Problem details: Go through the entries below and copy each line that holds the word "Result".

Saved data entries
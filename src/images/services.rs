use std::future::Future;
use std::sync::Arc;
use std::time::Duration;

use bytes::Bytes;
use lazy_static::lazy_static;
use regex::Regex;
use tracing::{info, warn};
use uuid::Uuid;

use crate::error::AppError;
use crate::storage::StorageClient;
use crate::users::model::{AssetRef, AssetSlot};

/// An image received from the client, not yet stored.
#[derive(Debug, Clone)]
pub struct UploadItem {
    pub body: Bytes,
    pub content_type: String,
}

/// Uploads profile images and retires the objects they replace.
#[derive(Clone)]
pub struct AssetManager {
    storage: Arc<dyn StorageClient>,
    timeout: Duration,
}

impl AssetManager {
    pub fn new(storage: Arc<dyn StorageClient>, timeout: Duration) -> Self {
        Self { storage, timeout }
    }

    pub async fn upload(
        &self,
        owner: Uuid,
        slot: AssetSlot,
        item: UploadItem,
    ) -> Result<AssetRef, AppError> {
        if item.body.is_empty() {
            return Err(AppError::validation("Image file is empty"));
        }
        let ext = ext_from_mime(&item.content_type)
            .ok_or_else(|| AppError::validation("Unsupported image type"))?;
        let key = format!("{}/{}/{}.{}", slot.as_str(), owner, Uuid::new_v4(), ext);

        let stored = tokio::time::timeout(
            self.timeout,
            self.storage.put_object(&key, item.body, &item.content_type),
        )
        .await
        .map_err(|_| AppError::Upload(format!("put_object {} timed out", key)))?
        .map_err(|e| AppError::Upload(format!("put_object {}: {e:#}", key)))?;

        if stored.url.trim().is_empty() {
            self.discard(&AssetRef {
                url: String::new(),
                object_id: Some(stored.object_id),
            })
            .await;
            return Err(AppError::Upload(format!("no url returned for {}", key)));
        }

        info!(%owner, key = %key, "image uploaded");
        Ok(AssetRef {
            url: stored.url,
            object_id: Some(stored.object_id),
        })
    }

    /// Uploads `item`, hands the new reference to `persist`, and only then
    /// deletes the object that `previous` pointed to.
    ///
    /// If `persist` fails the fresh upload is deleted and the old one kept.
    /// A timed-out `persist` deletes neither.
    pub async fn replace<T, F, Fut>(
        &self,
        owner: Uuid,
        slot: AssetSlot,
        previous: Option<&AssetRef>,
        item: UploadItem,
        persist: F,
    ) -> Result<T, AppError>
    where
        F: FnOnce(AssetRef) -> Fut,
        Fut: Future<Output = Result<T, AppError>>,
    {
        let fresh = self.upload(owner, slot, item).await?;
        match persist(fresh.clone()).await {
            Ok(out) => {
                if let Some(old) = previous {
                    self.discard(old).await;
                }
                Ok(out)
            }
            Err(AppError::StoreTimeout) => {
                // The write may have landed; either object could be the live one.
                warn!(
                    %owner,
                    fresh = ?fresh.object_id,
                    previous = ?previous.and_then(|p| p.object_id.as_deref()),
                    "persist timed out; keeping both objects"
                );
                Err(AppError::StoreTimeout)
            }
            Err(e) => {
                self.discard(&fresh).await;
                Err(e)
            }
        }
    }

    /// Best-effort delete. Failures are logged and swallowed.
    pub async fn discard(&self, asset: &AssetRef) {
        let Some(object_id) = asset
            .object_id
            .clone()
            .or_else(|| public_id_from_url(&asset.url))
        else {
            warn!(url = %asset.url, "cannot resolve object id; leaving object in place");
            return;
        };

        match tokio::time::timeout(self.timeout, self.storage.delete_object(&object_id)).await {
            Ok(Ok(())) => info!(object_id = %object_id, "old image deleted"),
            Ok(Err(e)) => warn!(error = %e, object_id = %object_id, "delete_object failed"),
            Err(_) => warn!(object_id = %object_id, "delete_object timed out"),
        }
    }
}

/// Object id embedded in a versioned upload URL: the part between
/// `/upload/v<digits>/` and the file extension.
pub fn public_id_from_url(url: &str) -> Option<String> {
    lazy_static! {
        static ref PUBLIC_ID_RE: Regex = Regex::new(r"/upload/v\d+/(.*?)(\.\w+)$").unwrap();
    }
    PUBLIC_ID_RE
        .captures(url)
        .and_then(|c| c.get(1))
        .map(|m| m.as_str().to_string())
        .filter(|id| !id.is_empty())
}

fn ext_from_mime(ct: &str) -> Option<&'static str> {
    match ct {
        "image/jpeg" | "image/jpg" => Some("jpg"),
        "image/png" => Some("png"),
        "image/webp" => Some("webp"),
        "image/gif" => Some("gif"),
        "image/heic" => Some("heic"),
        _ => None,
    }
}

#[cfg(test)]
mod image_tests {
    use super::*;
    use crate::storage::{MemoryStorage, StoredObject};
    use async_trait::async_trait;

    /// Storage that answers only after `delay`.
    struct SlowStorage {
        delay: Duration,
    }

    #[async_trait]
    impl StorageClient for SlowStorage {
        async fn put_object(
            &self,
            key: &str,
            _body: Bytes,
            _content_type: &str,
        ) -> anyhow::Result<StoredObject> {
            tokio::time::sleep(self.delay).await;
            Ok(StoredObject {
                object_id: key.to_string(),
                url: format!("https://slow.local/{}", key),
            })
        }

        async fn delete_object(&self, _key: &str) -> anyhow::Result<()> {
            tokio::time::sleep(self.delay).await;
            Ok(())
        }
    }

    fn png() -> UploadItem {
        UploadItem {
            body: Bytes::from_static(b"\x89PNG"),
            content_type: "image/png".into(),
        }
    }

    fn manager() -> (AssetManager, Arc<MemoryStorage>) {
        let storage = Arc::new(MemoryStorage::new());
        (
            AssetManager::new(storage.clone(), Duration::from_secs(5)),
            storage,
        )
    }

    #[test]
    fn test_ext_from_mime() {
        assert_eq!(ext_from_mime("image/jpeg"), Some("jpg"));
        assert_eq!(ext_from_mime("image/jpg"), Some("jpg"));
        assert_eq!(ext_from_mime("image/png"), Some("png"));
        assert_eq!(ext_from_mime("image/webp"), Some("webp"));
        assert_eq!(ext_from_mime("application/octet-stream"), None);
    }

    #[test]
    fn test_public_id_from_url() {
        assert_eq!(
            public_id_from_url(
                "https://res.example.com/demo/image/upload/v1234567890/user_avatars/profile_pic.jpg"
            ),
            Some("user_avatars/profile_pic".to_string())
        );
        assert_eq!(
            public_id_from_url("https://res.example.com/x/upload/v1/a.png"),
            Some("a".to_string())
        );
        assert_eq!(public_id_from_url("https://cdn.example.com/avatars/a.png"), None);
        assert_eq!(public_id_from_url("https://res.example.com/upload/v12/noext"), None);
    }

    #[tokio::test]
    async fn upload_rejects_non_images() {
        let (assets, storage) = manager();
        let item = UploadItem {
            body: Bytes::from_static(b"%PDF"),
            content_type: "application/pdf".into(),
        };
        let err = assets.upload(Uuid::new_v4(), AssetSlot::Avatar, item).await.unwrap_err();
        assert!(matches!(err, AppError::Validation(_)));
        assert_eq!(storage.len(), 0);
    }

    #[tokio::test]
    async fn upload_failure_is_upload_error() {
        let (assets, storage) = manager();
        storage.fail_uploads(true);
        let err = assets.upload(Uuid::new_v4(), AssetSlot::Cover, png()).await.unwrap_err();
        assert!(matches!(err, AppError::Upload(_)));
    }

    #[tokio::test]
    async fn slow_upload_times_out_as_upload_error() {
        let assets = AssetManager::new(
            Arc::new(SlowStorage {
                delay: Duration::from_millis(500),
            }),
            Duration::from_millis(50),
        );
        let err = assets.upload(Uuid::new_v4(), AssetSlot::Avatar, png()).await.unwrap_err();
        match err {
            AppError::Upload(msg) => assert!(msg.contains("timed out"), "{msg}"),
            other => panic!("expected upload error, got {other:?}"),
        }
    }

    #[tokio::test]
    async fn slow_delete_is_swallowed() {
        let assets = AssetManager::new(
            Arc::new(SlowStorage {
                delay: Duration::from_millis(500),
            }),
            Duration::from_millis(50),
        );
        assets
            .discard(&AssetRef {
                url: "https://slow.local/avatars/a.png".into(),
                object_id: Some("avatars/a.png".into()),
            })
            .await;
    }

    #[tokio::test]
    async fn replace_keeps_both_objects_when_persist_times_out() {
        let (assets, storage) = manager();
        let owner = Uuid::new_v4();
        let old = assets.upload(owner, AssetSlot::Avatar, png()).await.unwrap();

        let err = assets
            .replace(owner, AssetSlot::Avatar, Some(&old), png(), |_| async move {
                Err::<(), _>(AppError::StoreTimeout)
            })
            .await
            .unwrap_err();

        assert!(matches!(err, AppError::StoreTimeout));
        assert_eq!(storage.len(), 2);
        assert!(storage.contains(old.object_id.as_deref().unwrap()));
    }

    #[tokio::test]
    async fn replace_deletes_old_after_persist() {
        let (assets, storage) = manager();
        let owner = Uuid::new_v4();
        let old = assets.upload(owner, AssetSlot::Avatar, png()).await.unwrap();
        let old_id = old.object_id.clone().unwrap();

        let new = assets
            .replace(owner, AssetSlot::Avatar, Some(&old), png(), |r| async move {
                Ok::<_, AppError>(r)
            })
            .await
            .unwrap();

        assert!(!storage.contains(&old_id));
        assert!(storage.contains(new.object_id.as_deref().unwrap()));
        assert_eq!(storage.len(), 1);
    }

    #[tokio::test]
    async fn replace_keeps_old_when_upload_fails() {
        let (assets, storage) = manager();
        let owner = Uuid::new_v4();
        let old = assets.upload(owner, AssetSlot::Avatar, png()).await.unwrap();
        storage.fail_uploads(true);

        let err = assets
            .replace(owner, AssetSlot::Avatar, Some(&old), png(), |r| async move {
                Ok::<_, AppError>(r)
            })
            .await
            .unwrap_err();

        assert!(matches!(err, AppError::Upload(_)));
        assert!(storage.contains(old.object_id.as_deref().unwrap()));
    }

    #[tokio::test]
    async fn replace_rolls_back_fresh_upload_when_persist_fails() {
        let (assets, storage) = manager();
        let owner = Uuid::new_v4();
        let old = assets.upload(owner, AssetSlot::Cover, png()).await.unwrap();

        let err = assets
            .replace(owner, AssetSlot::Cover, Some(&old), png(), |_| async move {
                Err::<(), _>(AppError::Store("down".into()))
            })
            .await
            .unwrap_err();

        assert!(matches!(err, AppError::Store(_)));
        assert_eq!(storage.len(), 1);
        assert!(storage.contains(old.object_id.as_deref().unwrap()));
    }

    #[tokio::test]
    async fn delete_failure_does_not_undo_swap() {
        let (assets, storage) = manager();
        let owner = Uuid::new_v4();
        let old = assets.upload(owner, AssetSlot::Avatar, png()).await.unwrap();
        storage.fail_deletes(true);

        let new = assets
            .replace(owner, AssetSlot::Avatar, Some(&old), png(), |r| async move {
                Ok::<_, AppError>(r)
            })
            .await
            .unwrap();

        assert_ne!(new, old);
        assert_eq!(storage.len(), 2);
    }
}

Exercise response:
    ) -> Result<AssetRef, AppError> {
    ) -> Result<T, AppError>
        Fut: Future<Output = Result<T, AppError>>,
        ) -> anyhow::Result<StoredObject> {
        async fn delete_object(&self, _key: &str) -> anyhow::Result<()> {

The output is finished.